BEGIN Given records

//! Renderer hand-off for before/after graph pairs.
//!
//! The harness never draws anything itself. It passes read-only graphs to a
//! [`GraphRenderer`]; [`SnapshotRenderer`] persists them as JSON documents
//! that an external visualizer can load.

use chrono::{DateTime, Utc};
use serde::Serialize;
use std::fs::{self, File};
use std::io::BufWriter;
use std::path::{Path, PathBuf};
use tracing::info;

use crate::types::{Color, Graph};

/// Error type for renderers.
#[derive(Debug, thiserror::Error)]
pub enum RenderError {
    /// Output could not be written.
    #[error("Failed to write render output: {0}")]
    Io(#[from] std::io::Error),
    /// Output could not be serialized.
    #[error("Failed to serialize render output: {0}")]
    Json(#[from] serde_json::Error),
}

/// Consumer of graphs for visualization. Must not mutate its input.
pub trait GraphRenderer: Send + Sync {
    /// Persist an artifact for `graphs` and return where it went.
    fn render(&self, graphs: &[&Graph], label: &str) -> Result<PathBuf, RenderError>;
}

/// Writes every rendered set of graphs as one JSON file in a directory.
#[derive(Debug, Clone)]
pub struct SnapshotRenderer {
    out_dir: PathBuf,
}

#[derive(Serialize)]
struct SnapshotDocument<'a> {
    label: &'a str,
    generated_at: DateTime<Utc>,
    graphs: Vec<GraphSnapshot<'a>>,
}

#[derive(Serialize)]
struct GraphSnapshot<'a> {
    name: &'a str,
    description: &'a str,
    max_degree: usize,
    num_colors: usize,
    is_safe: bool,
    nodes: Vec<SnapshotNode<'a>>,
    edges: Vec<(&'a str, &'a str)>,
}

#[derive(Serialize)]
struct SnapshotNode<'a> {
    name: &'a str,
    color: Color,
}

impl<'a> GraphSnapshot<'a> {
    fn new(graph: &'a Graph) -> Self {
        let nodes = graph.nodes();
        Self {
            name: graph.name(),
            description: graph.description(),
            max_degree: graph.max_degree(),
            num_colors: graph.count_colors(),
            is_safe: graph.is_safe(),
            nodes: nodes
                .iter()
                .map(|n| SnapshotNode { name: n.name(), color: n.color() })
                .collect(),
            edges: graph
                .edges()
                .into_iter()
                .map(|(a, b)| (nodes[a.index()].name(), nodes[b.index()].name()))
                .collect(),
        }
    }
}

impl SnapshotRenderer {
    /// Render into `out_dir`, created on first use.
    pub fn new(out_dir: impl Into<PathBuf>) -> Self {
        Self { out_dir: out_dir.into() }
    }

    /// Target directory.
    pub fn out_dir(&self) -> &Path {
        &self.out_dir
    }
}

impl GraphRenderer for SnapshotRenderer {
    fn render(&self, graphs: &[&Graph], label: &str) -> Result<PathBuf, RenderError> {
        fs::create_dir_all(&self.out_dir)?;
        let now = Utc::now();
        let path = self
            .out_dir
            .join(format!("{}_{}.json", label, now.format("%H-%M-%S-%3f")));

        let document = SnapshotDocument {
            label,
            generated_at: now,
            graphs: graphs.iter().map(|g| GraphSnapshot::new(g)).collect(),
        };
        serde_json::to_writer_pretty(BufWriter::new(File::create(&path)?), &document)?;

        info!(path = %path.display(), graphs = graphs.len(), "snapshot written");
        Ok(path)
    }
}

#[cfg(test)]
mod tests {
    use super::*;
    use crate::types::GraphBuilder;

    #[test]
    fn test_snapshot_written() {
        let mut b = GraphBuilder::new("edge");
        let a = b.add_node("a", 0).unwrap();
        let c = b.add_node("c", 1).unwrap();
        b.add_edge(a, c).unwrap();
        let g = b.build().unwrap();

        let dir = std::env::temp_dir().join(format!("snapshot-{}", uuid::Uuid::new_v4()));
        let renderer = SnapshotRenderer::new(&dir);
        let path = renderer.render(&[&g, &g], "edge_test").unwrap();

        let doc: serde_json::Value =
            serde_json::from_str(&fs::read_to_string(&path).unwrap()).unwrap();
        assert_eq!(doc["label"], "edge_test");
        assert_eq!(doc["graphs"].as_array().unwrap().len(), 2);
        assert_eq!(doc["graphs"][0]["edges"][0][0], "a");
        assert_eq!(doc["graphs"][0]["num_colors"], 2);

        fs::remove_dir_all(dir).unwrap();
    }
}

END Given records

_Activity:_ Copy all the lines from the data above that hold the word "SnapshotRenderer".

_Exercise answer:_
//! [`GraphRenderer`]; [`SnapshotRenderer`] persists them as JSON documents
pub struct SnapshotRenderer {
impl SnapshotRenderer {
impl GraphRenderer for SnapshotRenderer {
        let renderer = SnapshotRenderer::new(&dir);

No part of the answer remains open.